Wilson held his hands up. “Hey, I’m not talking to anyone like...” He kept his ey
es locked on Phil’s as the big man got to his feet.
“Phil, come on, man. The guy just brought you a drink.” Sonny reached for Phil’s arm but he just shrugged it off.
“You better sit down, Phil,” Wilson said. For the first time that day, clarity flushed into his mind like a cool stream.
“Or what?” Phil was smiling now. He thought he was holding all the cards. Bigger by far, and stronger than some bitch of a lawyer. He was wrong.
“We okay here?” Courtney’s voice came from over Wilson’s shoulder. “Phil?” she asked.
“What the fuck do you want?” Phil said, not taking his eyes from Wilson’s.
“I’m just making sure, we’re all cool,” she said. “These guys are my friends, Phil, they don’t...”
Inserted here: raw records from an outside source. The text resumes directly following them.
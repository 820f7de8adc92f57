//! Name-keyed, order-preserving deduplication of provenance records.
use super::types::{License, Origin, Source};
use std::collections::HashSet;

/// The identity used when two provenance records are merged.
pub trait DedupKey {
    fn dedup_key(&self) -> String;
}

impl DedupKey for Source {
    fn dedup_key(&self) -> String { self.name.clone() }
}

impl DedupKey for License {
    fn dedup_key(&self) -> String { self.name.clone() }
}

impl DedupKey for Origin {
    fn dedup_key(&self) -> String {
        format!("{}|{}", self.producer, self.title.as_deref().unwrap_or_default())
    }
}

/// Concatenates the given lists, keeping only the first record for each key.
pub fn merge_unique<'a, T, I>(lists: I) -> Vec<T>
where
    T: DedupKey + Clone + 'a,
    I: IntoIterator<Item = &'a [T]>,
{
    let mut seen = HashSet::new();
    let mut merged = Vec::new();
    for list in lists {
        for item in list {
            if seen.insert(item.dedup_key()) {
                merged.push(item.clone());
            }
        }
    }
    merged
}

/// Appends `item` unless a record with the same key is already present.
pub fn push_unique<T: DedupKey>(list: &mut Vec<T>, item: T) -> bool {
    let key = item.dedup_key();
    if list.iter().any(|existing| existing.dedup_key() == key) {
        return false;
    }
    list.push(item);
    true
}

#[cfg(test)]
mod tests {
    use super::*;

    fn source(name: &str, url: &str) -> Source {
        Source { name: name.into(), url: Some(url.into()), ..Default::default() }
    }

    #[test]
    fn test_first_occurrence_wins() {
        let a = vec![source("WDI", "first"), source("UN", "un")];
        let b = vec![source("WDI", "second"), source("IMF", "imf")];

        let merged = merge_unique([a.as_slice(), b.as_slice()]);

        let names: Vec<_> = merged.iter().map(|s| s.name.as_str()).collect();
        assert_eq!(names, vec!["WDI", "UN", "IMF"]);
        assert_eq!(merged[0].url.as_deref(), Some("first"));
        assert!(merged.len() <= a.len() + b.len());
    }

    #[test]
    fn test_origin_identity_includes_title() {
        let pop = Origin::new("UN", "Population");
        let fert = Origin::new("UN", "Fertility");
        let merged = merge_unique([vec![pop.clone(), fert, pop].as_slice()]);
        assert_eq!(merged.len(), 2);
    }

    #[test]
    fn test_push_unique() {
        let mut licenses = vec![License::new("CC BY 4.0")];
        assert!(!push_unique(&mut licenses, License::new("CC BY 4.0")));
        assert!(push_unique(&mut licenses, License::new("CC0")));
        assert_eq!(licenses.len(), 2);
    }
}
“Just like your mommy, aren’t you? Don’t know when to keep your mouth shut. Daddy didn’t do a very good job with her. Not like me, I know how to keep...”
Courtney’s fist came over the top of Wilson’s shoulder and caught Phil on his upper lip. It was as decent a straight jab as Wilson had seen in the professional boxing ring.
Phil’s head moved only slightly. A very thin trickle of blood ran over his lower lip and disappeared in his beard.
Oh crap, thought Wilson. He knew what was going to happen next but at least he was prepared.
Phil cocked his fist, not in Wilson’s direction but over his shoulder, toward where Courtney had been.
Wilson brought his own fist up under Phil’s chin, knocking the big man back a step. That was enough. For now.
“That won’t happen, Phil. You don’t hit her. This can all stop right now. We just all go our separate ways. Okay?” He hoped the punch had shocked Phil enough to know he wasn’t dealing with some wet-behind-the-ears office worker who never had a fight in his life.
“You broke my fucking tooth!” Phil spat bloody phlegm onto the wooden floor. The rage had gone, shock and surprise remained.
“Fuck him up, Frank Bullitt,” Donovan whispered over his shoulder. There was more than just a hint of a stifled giggle in there and it made Wilson cringe. It was unpleasant to hear.
Then the rage came again. Phil’s eyes lit up like beacons and he roared a moment before lumbering forward with his right fist cocked.